I’m guessing he said, “Turn the AC off”, because she replied, “What? Turn the AC off? I did that already! Don’t you have any heat?” This was followed by, “What? It’ll warm up eventually?? That’s just not acceptable. Do you at least have any extra blankets?” I think the answer he should have given was, “I’m the only one here, and I’m sorry, I can’t leave to get you any.” Unfortunately, he said something else, because the next thing I heard was, “WHAT??? You don’t have any extra blankets?”…pause…“You’re completely out of blankets? This is UNbelievable. And TOTALLY unacceptable.” This was followed by the phone slamming. I think my time in the south has conditioned me to expect employees to be as lazy as they possibly can and still be employed. My mother, however, expects much more of employees.
The next morning we went down to the breakfast buffet. We walked into the room behind a small Hispanic lady in a uniform. As we got our food, she was fussing with the buffet, keeping everything full. My mother and I went to sit at a table, and my mother saw an AC unit running, and said, “Brrr. I’m so cold!”

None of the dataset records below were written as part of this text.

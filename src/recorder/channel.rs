//! Recording errors and acquired media tracks
//!
//! A session owns at most one primary video stream, one webcam stream and one
//! microphone stream. They are released through [`TrackSet::stop_all`], which
//! stops each track exactly once no matter how often it is called.

use crate::capture::traits::{AudioStream, VideoStream};
use thiserror::Error;

/// Errors that can occur during recording
#[derive(Error, Debug)]
pub enum RecordingError {
    #[error("Permission denied: {0}")]
    PermissionDenied(String),

    #[error("Device not found: {0}")]
    DeviceNotFound(String),

    #[error("Capture source unavailable: {0}")]
    SourceUnavailable(String),

    #[error("Already recording")]
    AlreadyRecording,

    #[error("Not recording")]
    NotRecording,

    #[error("Capture error: {0}")]
    CaptureError(String),

    #[error("Encoding error: {0}")]
    EncodingError(String),

    #[error("IO error: {0}")]
    IoError(#[from] std::io::Error),

    #[error("Configuration error: {0}")]
    ConfigurationError(String),
}

/// Result type for recording operations
pub type RecordingResult<T> = Result<T, RecordingError>;

/// Streams acquired for one recording session
#[derive(Default)]
pub struct TrackSet {
    pub primary: Option<Box<dyn VideoStream>>,
    pub webcam: Option<Box<dyn VideoStream>>,
    pub microphone: Option<Box<dyn AudioStream>>,
}

impl TrackSet {
    /// Stop and release every track still held
    pub fn stop_all(&mut self) {
        if let Some(mut stream) = self.primary.take() {
            tracing::debug!("Stopping primary stream {}", stream.id());
            stream.stop();
        }
        if let Some(mut stream) = self.webcam.take() {
            tracing::debug!("Stopping webcam stream {}", stream.id());
            stream.stop();
        }
        if let Some(mut stream) = self.microphone.take() {
            tracing::debug!("Stopping microphone stream {}", stream.id());
            stream.stop();
        }
    }

    pub fn is_empty(&self) -> bool {
        self.primary.is_none() && self.webcam.is_none() && self.microphone.is_none()
    }

    /// Short description for logs
    pub fn summary(&self) -> String {
        format!(
            "primary={}, webcam={}, microphone={}",
            self.primary.is_some(),
            self.webcam.is_some(),
            self.microphone.is_some()
        )
    }
}

impl Drop for TrackSet {
    fn drop(&mut self) {
        self.stop_all();
    }
}
//! Recording system module
//!
//! - Acquired media tracks and recording errors
//! - RecordingCoordinator owning the session state machine and the per-tick pipeline
//! - Recorder, the shared handle running the render loop
//! - EncoderSink seam to the external encoder

pub mod channel;
pub mod coordinator;
pub mod driver;
pub mod sink;
pub mod state;

pub use channel::{RecordingError, RecordingResult, TrackSet};
pub use coordinator::{RecorderServices, RecordingCoordinator, RecordingEvent, ZoomStatus};
pub use driver::Recorder;
pub use sink::{CombinedStream, EncoderFactory, EncoderOptions, EncoderSink};
pub use state::{
    AudioInput, CropInfo, RecordingOptions, RecordingOutput, RecordingSegment, RecordingState,
    VideoQuality,
};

The lady manning the buffet must have thought my mother was speaking to her, because she looked up at my mother and shyly asked, “OK?”

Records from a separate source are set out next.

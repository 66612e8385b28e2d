//! Encoder sink interface
//!
//! The encoder itself lives outside this crate. A session creates one sink
//! over the combined stream (the composited canvas plus microphone audio),
//! pushes samples into it each tick and collects the encoded chunks.

use super::channel::RecordingResult;
use super::state::{VideoQuality, AUDIO_BITRATE, RECORDING_MIME_TYPE};
use crate::capture::traits::{AudioChunk, AudioTrackInfo};
use crate::compositor::frame::{Frame, FrameSize};
use serde::{Deserialize, Serialize};
use tokio::sync::oneshot;

#[derive(Debug, Clone, PartialEq, Serialize, Deserialize)]
#[serde(rename_all = "camelCase")]
pub struct EncoderOptions {
    pub video_bitrate: u32,
    pub audio_bitrate: u32,
    pub mime_type: String,
}

impl EncoderOptions {
    pub fn for_quality(quality: VideoQuality) -> Self {
        Self {
            video_bitrate: quality.video_bitrate(),
            audio_bitrate: AUDIO_BITRATE,
            mime_type: RECORDING_MIME_TYPE.to_string(),
        }
    }
}

#[derive(Debug, Clone, Copy, PartialEq, Serialize, Deserialize)]
#[serde(rename_all = "camelCase")]
pub struct VideoTrackInfo {
    pub width: u32,
    pub height: u32,
    pub frame_rate: u32,
}

/// Tracks fed to the encoder: one canvas video track and any audio tracks
#[derive(Debug, Clone, PartialEq, Serialize, Deserialize)]
#[serde(rename_all = "camelCase")]
pub struct CombinedStream {
    pub video: VideoTrackInfo,
    pub audio: Vec<AudioTrackInfo>,
}

impl CombinedStream {
    pub fn new(canvas: FrameSize, frame_rate: u32) -> Self {
        Self {
            video: VideoTrackInfo {
                width: canvas.width,
                height: canvas.height,
                frame_rate,
            },
            audio: Vec::new(),
        }
    }

    pub fn with_audio(mut self, track: AudioTrackInfo) -> Self {
        self.audio.push(track);
        self
    }

    pub fn has_audio(&self) -> bool {
        !self.audio.is_empty()
    }
}

/// A running encoder
///
/// All tracks are attached at creation, so a single `start` covers audio and
/// video together.
pub trait EncoderSink: Send {
    fn start(&mut self) -> RecordingResult<()>;

    fn pause(&mut self) -> RecordingResult<()>;

    fn resume(&mut self) -> RecordingResult<()>;

    fn write_video(&mut self, frame: &Frame, timestamp_ms: f64) -> RecordingResult<()>;

    fn write_audio(&mut self, chunk: &AudioChunk) -> RecordingResult<()>;

    /// Encoded chunks produced since the last call
    fn take_data(&mut self) -> Vec<Vec<u8>>;

    /// Request finalization; the receiver resolves once the last chunk has
    /// been produced and can be collected with [`EncoderSink::take_data`]
    fn stop(&mut self) -> oneshot::Receiver<RecordingResult<()>>;
}

pub trait EncoderFactory: Send + Sync {
    fn create(
        &self,
        stream: &CombinedStream,
        options: &EncoderOptions,
    ) -> RecordingResult<Box<dyn EncoderSink>>;
}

My mother put her hands on her hips, leaned forward, and said, “Let me tell you – I have been cold since I got here. The man in the office last night just said the room would warm up!” She was gaining volume, and the woman was looking more and more scared. “Also, when I asked for extra blankets, he said you didn’t have any! Can you believe that? NO extra blankets!” She ended very emphatically, and I pulled her toward the table. I sort of waved and nodded at the lady, who looked stricken and terrified, and she turned and went back to her business. A little while later, when I deemed my mother was in a better mood, I asked her to let me know when it was alright to tease her a bit. She said rather frostily, “It’s OK now.”

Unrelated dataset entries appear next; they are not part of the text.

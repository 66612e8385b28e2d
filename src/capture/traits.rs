//! Capture trait definitions
//!
//! Platform-agnostic descriptions of capture sources and the collaborator
//! traits the recorder consumes. Actual acquisition lives in the host.

use crate::compositor::frame::{Frame, FrameSize};
use crate::recorder::channel::RecordingResult;
use crate::zoom::geometry::CursorPosition;
use async_trait::async_trait;
use serde::{Deserialize, Serialize};
use std::sync::Arc;

/// Kind of a selectable capture source
#[derive(Debug, Clone, Copy, PartialEq, Eq, Serialize, Deserialize)]
#[serde(rename_all = "lowercase")]
pub enum SourceKind {
    Screen,
    Window,
}

/// A selectable screen or window
///
/// Ids follow the `screen:<displayId>:<n>` / `window:<handle>:<n>` format.
#[derive(Debug, Clone, PartialEq, Serialize, Deserialize)]
#[serde(rename_all = "camelCase")]
pub struct CaptureSource {
    pub id: String,
    pub name: String,
    /// Thumbnail as a data URL, if the registry produced one
    #[serde(default)]
    pub thumbnail: Option<String>,
}

impl CaptureSource {
    pub fn new(id: impl Into<String>, name: impl Into<String>) -> Self {
        Self {
            id: id.into(),
            name: name.into(),
            thumbnail: None,
        }
    }

    /// Source kind encoded in the id prefix
    pub fn kind(&self) -> Option<SourceKind> {
        match self.id.split(':').next() {
            Some("screen") => Some(SourceKind::Screen),
            Some("window") => Some(SourceKind::Window),
            _ => None,
        }
    }

    /// Display identifier for screen sources
    pub fn display_id(&self) -> Option<u32> {
        let mut parts = self.id.split(':');
        match (parts.next(), parts.next()) {
            (Some("screen"), Some(id)) => id.parse().ok(),
            _ => None,
        }
    }
}

/// Display rectangle in global screen coordinates
#[derive(Debug, Clone, Copy, PartialEq, Serialize, Deserialize)]
pub struct DisplayBounds {
    pub x: f64,
    pub y: f64,
    pub width: f64,
    pub height: f64,
}

impl DisplayBounds {
    pub fn new(x: f64, y: f64, width: f64, height: f64) -> Self {
        Self {
            x,
            y,
            width,
            height,
        }
    }

    /// Bounds matching a frame one-to-one at the origin
    pub fn from_size(size: FrameSize) -> Self {
        Self::new(0.0, 0.0, size.width as f64, size.height as f64)
    }

    pub fn contains(&self, x: f64, y: f64) -> bool {
        x >= self.x && y >= self.y && x < self.x + self.width && y < self.y + self.height
    }

    pub fn center(&self) -> CursorPosition {
        CursorPosition::new(self.x + self.width / 2.0, self.y + self.height / 2.0)
    }
}

/// Information about a display/screen
#[derive(Debug, Clone, Serialize, Deserialize)]
#[serde(rename_all = "camelCase")]
pub struct DisplayInfo {
    /// Unique display ID
    pub id: u32,

    /// Display bounds in global coordinates (logical points)
    pub bounds: DisplayBounds,

    /// Scale factor (e.g., 2.0 for Retina)
    #[serde(default = "default_scale_factor")]
    pub scale_factor: f64,

    /// Whether this is the primary display
    #[serde(default)]
    pub is_primary: bool,
}

fn default_scale_factor() -> f64 {
    1.0
}

/// Format of a microphone track
#[derive(Debug, Clone, Copy, PartialEq, Eq, Serialize, Deserialize)]
#[serde(rename_all = "camelCase")]
pub struct AudioTrackInfo {
    pub sample_rate: u32,
    pub channels: u16,
}

/// Interleaved f32 samples captured from the microphone
#[derive(Debug, Clone, PartialEq)]
pub struct AudioChunk {
    pub samples: Vec<f32>,
    pub sample_rate: u32,
    pub channels: u16,
}

/// A live video stream (screen, window or webcam)
#[async_trait]
pub trait VideoStream: Send {
    fn id(&self) -> &str;

    /// Resolves once stream metadata and the first frame are available
    async fn wait_ready(&mut self) -> RecordingResult<()>;

    /// Native frame size, `None` until metadata has loaded
    fn dimensions(&self) -> Option<FrameSize>;

    /// Most recent RGBA frame
    fn latest_frame(&mut self) -> Option<Arc<Frame>>;

    fn stop(&mut self);
}

/// A live microphone stream
pub trait AudioStream: Send {
    fn id(&self) -> &str;

    fn track_info(&self) -> AudioTrackInfo;

    /// Samples captured since the previous call
    fn drain_samples(&mut self) -> Vec<AudioChunk>;

    fn stop(&mut self);
}

/// Enumerates capture targets and acquires their streams
#[async_trait]
pub trait CaptureRegistry: Send + Sync {
    async fn list_sources(&self, kind: SourceKind) -> RecordingResult<Vec<CaptureSource>>;

    async fn acquire_stream(
        &self,
        source: &CaptureSource,
        frame_rate: u32,
    ) -> RecordingResult<Box<dyn VideoStream>>;

    async fn acquire_webcam(
        &self,
        device_id: Option<&str>,
    ) -> RecordingResult<Box<dyn VideoStream>>;

    async fn acquire_microphone(
        &self,
        device_id: Option<&str>,
    ) -> RecordingResult<Box<dyn AudioStream>>;
}

/// Reports connected displays and their bounds
pub trait DisplayProvider: Send + Sync {
    fn list_displays(&self) -> Vec<DisplayInfo>;
}

/// Resolve the display a source is captured from
///
/// Screen sources use the display encoded in their id. Window sources, and
/// screens whose display is gone, use the primary display (or the first one).
pub fn resolve_display(source: &CaptureSource, displays: &[DisplayInfo]) -> Option<DisplayInfo> {
    let by_id = source
        .display_id()
        .and_then(|id| displays.iter().find(|d| d.id == id));

    by_id
        .or_else(|| displays.iter().find(|d| d.is_primary))
        .or_else(|| displays.first())
        .cloned()
}

#[cfg(test)]
mod tests {
    use super::*;

    fn display(id: u32, x: f64, primary: bool) -> DisplayInfo {
        DisplayInfo {
            id,
            bounds: DisplayBounds::new(x, 0.0, 1920.0, 1080.0),
            scale_factor: 1.0,
            is_primary: primary,
        }
    }

    #[test]
    fn test_source_id_parsing() {
        let screen = CaptureSource::new("screen:2:0", "Display 2");
        assert_eq!(screen.kind(), Some(SourceKind::Screen));
        assert_eq!(screen.display_id(), Some(2));

        let window = CaptureSource::new("window:1234:0", "Editor");
        assert_eq!(window.kind(), Some(SourceKind::Window));
        assert_eq!(window.display_id(), None);

        let bogus = CaptureSource::new("screen:abc:0", "Broken");
        assert_eq!(bogus.display_id(), None);
        assert_eq!(CaptureSource::new("camera:1", "x").kind(), None);
    }

    #[test]
    fn test_resolve_display() {
        let displays = vec![display(1, 0.0, true), display(2, 1920.0, false)];

        let second = CaptureSource::new("screen:2:0", "Display 2");
        assert_eq!(resolve_display(&second, &displays).map(|d| d.id), Some(2));

        let window = CaptureSource::new("window:99:0", "Terminal");
        assert_eq!(resolve_display(&window, &displays).map(|d| d.id), Some(1));

        let missing = CaptureSource::new("screen:7:0", "Unplugged");
        assert_eq!(resolve_display(&missing, &displays).map(|d| d.id), Some(1));

        assert!(resolve_display(&window, &[]).is_none());
    }

    #[test]
    fn test_bounds_contains_is_half_open() {
        let bounds = DisplayBounds::new(1920.0, 0.0, 1920.0, 1080.0);
        assert!(bounds.contains(1920.0, 0.0));
        assert!(bounds.contains(3839.0, 1079.0));
        assert!(!bounds.contains(3840.0, 500.0));
        assert!(!bounds.contains(100.0, 500.0));
    }

    #[test]
    fn test_bounds_center_is_global() {
        let bounds = DisplayBounds::new(1920.0, 0.0, 1920.0, 1080.0);
        assert_eq!(bounds.center(), CursorPosition::new(2880.0, 540.0));
    }
}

I didn’t think from her tone of voice that it really was, but I just had to go on anyway. I said, “Do you remember the lady in the breakfast room?” When I got an affirmative, I said, “Beside the fact that somebody manning the buffet definitely has no authority over the person who mans the office, that lady clearly only spoke a word or two of English. She had no idea what you were going on about, and probably thought she was going to get in trouble for something.” And then I laughed hysterically while my mother sputtered. Her only response was, “She’s working in America, you’d expect her to speak English!” Well, maybe the American you live in, but certainly not where I live. Hahahahahahahahahaha.